16 September 2020

A genetic investigation into the increased risk of leukaemia among people with Down’s syndrome has provided new insights into the disease, scientists say.

People with Trisomy 21, also known as Down’s syndrome, have an increased risk of developing blood cancers including acute megakaryoblastic leukaemia and acute lymphoblastic leukaemia. However, at the same time there is a lower prevalence of solid tumours amongst people with Down’s syndrome. A team led by researchers from Lurie Children’s Hospital of Chicago, USA, set out to investigate whether endothelial cells might provide a clue to this unique clinical picture.

Mariana Perepitchka and Yekaterina Galat from of Lurie Children’s and colleagues used skin samples from two patients with Down’s syndrome to create induced pluripotent stem cells in the lab. These cells were then grown into endothelial cells, to understand the effects of Trisomy 21 on endothelial cell development and function.

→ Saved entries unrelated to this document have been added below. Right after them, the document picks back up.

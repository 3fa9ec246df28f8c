//! `tagpose` – replays recorded marker detections through the pose
//! smoothing engine.
//!
//! 1. Loads `~/.tagpose/config.toml` (or `--config PATH`), applying
//!    `TAGPOSE_*` environment overrides.
//! 2. Reads one JSON frame per line from `INPUT` (or stdin).
//! 3. Smooths every frame, gates markers on consecutive sightings and writes
//!    one `{"topic", "payload"}` line per published position to stdout.
//! 4. Stops after the current frame on Ctrl-C.
//!
//! `--init-config` writes the default configuration and exits.
//!
//! Logs go to stderr; stdout carries data only.

mod config;
mod replay;

use std::fs::File;
use std::io::{BufRead, BufReader};
use std::path::PathBuf;
use std::process::ExitCode;
use std::sync::Arc;
use std::sync::atomic::{AtomicBool, Ordering};

use tagpose_middleware::JsonLinesPublisher;
use tagpose_perception::PoseSmoothingEngine;
use tagpose_perception::clock::SystemClock;
use tracing::{error, info, warn};

const USAGE: &str = "usage: tagpose [--config PATH] [--debug] [--init-config] [INPUT]";

#[derive(Debug, Default, PartialEq)]
struct Args {
    config: Option<PathBuf>,
    input: Option<PathBuf>,
    debug: bool,
    init_config: bool,
}

fn parse_args(args: impl IntoIterator<Item = String>) -> Result<Args, String> {
    let mut parsed = Args::default();
    let mut args = args.into_iter();
    while let Some(arg) = args.next() {
        match arg.as_str() {
            "--config" => {
                let path = args.next().ok_or("--config needs a path")?;
                parsed.config = Some(PathBuf::from(path));
            }
            "--debug" => parsed.debug = true,
            "--init-config" => parsed.init_config = true,
            "-h" | "--help" => return Err(USAGE.to_string()),
            flag if flag.starts_with("--") => return Err(format!("unknown flag {flag}\n{USAGE}")),
            path => {
                if parsed.input.replace(PathBuf::from(path)).is_some() {
                    return Err(format!("more than one input given\n{USAGE}"));
                }
            }
        }
    }
    Ok(parsed)
}

fn init_logging() {
    // RUST_LOG controls the filter (default "info"); TAGPOSE_LOG_FORMAT=json
    // switches to newline-delimited JSON for log aggregators.
    let log_level = std::env::var("RUST_LOG").unwrap_or_else(|_| "info".to_string());
    let env_filter = tracing_subscriber::EnvFilter::try_from_default_env()
        .unwrap_or_else(|_| tracing_subscriber::EnvFilter::new(&log_level));

    if std::env::var("TAGPOSE_LOG_FORMAT").as_deref() == Ok("json") {
        tracing_subscriber::fmt()
            .with_env_filter(env_filter)
            .with_target(true)
            .with_writer(std::io::stderr)
            .json()
            .init();
    } else {
        tracing_subscriber::fmt()
            .with_env_filter(env_filter)
            .with_target(true)
            .with_writer(std::io::stderr)
            .compact()
            .init();
    }
}

fn main() -> ExitCode {
    init_logging();

    let args = match parse_args(std::env::args().skip(1)) {
        Ok(args) => args,
        Err(msg) => {
            eprintln!("{msg}");
            return ExitCode::from(2);
        }
    };

    if args.init_config {
        let path = args.config.clone().unwrap_or_else(config::config_path);
        return match config::save_to(&config::Config::default(), &path) {
            Ok(()) => {
                info!(path = %path.display(), "default config written");
                ExitCode::SUCCESS
            }
            Err(e) => {
                error!(error = %e, "cannot write config");
                ExitCode::FAILURE
            }
        };
    }

    let shutdown = Arc::new(AtomicBool::new(false));
    let shutdown_clone = shutdown.clone();
    if let Err(e) = ctrlc::set_handler(move || {
        shutdown_clone.store(true, Ordering::SeqCst);
    }) {
        warn!(error = %e, "Failed to install Ctrl-C handler; replay will not stop gracefully");
    }

    let cfg = match config::load(args.config.as_deref()) {
        Ok(Some(cfg)) => cfg,
        Ok(None) => {
            info!("no config file found, using defaults");
            let mut cfg = config::Config::default();
            config::apply_env_overrides(&mut cfg);
            cfg
        }
        Err(e) => {
            error!(error = %e, "config error");
            return ExitCode::from(2);
        }
    };
    info!(?cfg, "configuration loaded");

    let engine = match PoseSmoothingEngine::new(cfg.smoothing) {
        Ok(engine) => engine,
        Err(e) => {
            error!(error = %e, "cannot build smoothing engine");
            return ExitCode::from(2);
        }
    };

    let reader: Box<dyn BufRead> = match &args.input {
        Some(path) => match File::open(path) {
            Ok(file) => Box::new(BufReader::new(file)),
            Err(e) => {
                error!(path = %path.display(), error = %e, "cannot open input");
                return ExitCode::FAILURE;
            }
        },
        None => Box::new(std::io::stdin().lock()),
    };

    let publisher = JsonLinesPublisher::new(std::io::stdout().lock());
    let mut pipeline = replay::Pipeline::new(
        engine,
        publisher,
        Box::new(SystemClock),
        cfg.min_ticks,
        cfg.topic_prefix,
    )
    .with_debug(args.debug);

    match pipeline.run(reader, &shutdown) {
        Ok(summary) => {
            info!(
                frames = summary.frames,
                published = summary.published,
                malformed = summary.malformed_lines,
                rejected = summary.rejected_samples,
                "replay finished"
            );
            ExitCode::SUCCESS
        }
        Err(e) => {
            error!(error = %e, "replay aborted");
            ExitCode::FAILURE
        }
    }
}

#[cfg(test)]
mod tests {
    use super::*;

    fn args(list: &[&str]) -> Result<Args, String> {
        parse_args(list.iter().map(|s| s.to_string()))
    }

    #[test]
    fn no_arguments_reads_stdin_with_default_config() {
        assert_eq!(args(&[]).unwrap(), Args::default());
    }

    #[test]
    fn parses_all_options() {
        let parsed =
            args(&["--debug", "--config", "/tmp/c.toml", "--init-config", "frames.jsonl"]).unwrap();
        assert!(parsed.debug);
        assert!(parsed.init_config);
        assert_eq!(parsed.config, Some(PathBuf::from("/tmp/c.toml")));
        assert_eq!(parsed.input, Some(PathBuf::from("frames.jsonl")));
    }

    #[test]
    fn rejects_bad_invocations() {
        assert!(args(&["--config"]).is_err());
        assert!(args(&["--verbose"]).unwrap_err().contains("unknown flag"));
        assert!(args(&["a.jsonl", "b.jsonl"]).is_err());
        assert_eq!(args(&["--help"]).unwrap_err(), USAGE);
    }
}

During the process, the team identified a set of genes that were overexpressed, which the researchers say create an environment conducive to leukaemia. The changes in gene expression also altered how endothelial cells functioned throughout cell maturation. Full details of the research appeared in the journal Oncotarget.

The team believe that their findings could help create new drug treatments – and possibly prevention strategies – for leukaemia, both in people with Down’s syndrome and the general population.

Mariana Perepitchka said: “We found that Down syndrome, or Trisomy 21, has genome-wide implications that place these individuals at higher risk for leukaemia. We discovered an increased expression of leukaemia-promoting genes and decreased expression of genes involved in reducing inflammation.

“These genes were not located on chromosome 21, which makes them potential therapeutic targets for leukaemia even for people without Down syndrome.”

Co-author Yekaterina Galat added: “Our discovery of leukaemia-conducive gene expression in endothelial cells could open new avenues for cancer research."

Senior author Vasiliy Galat said: “Fortunately, advances in induced pluripotent stem cell technology have provided us with an opportunity to study cell types, such as endothelial cells, that are not easily attainable from patients. If our results are confirmed, we may have new gene targets for developing novel leukaemia treatments and prevention.”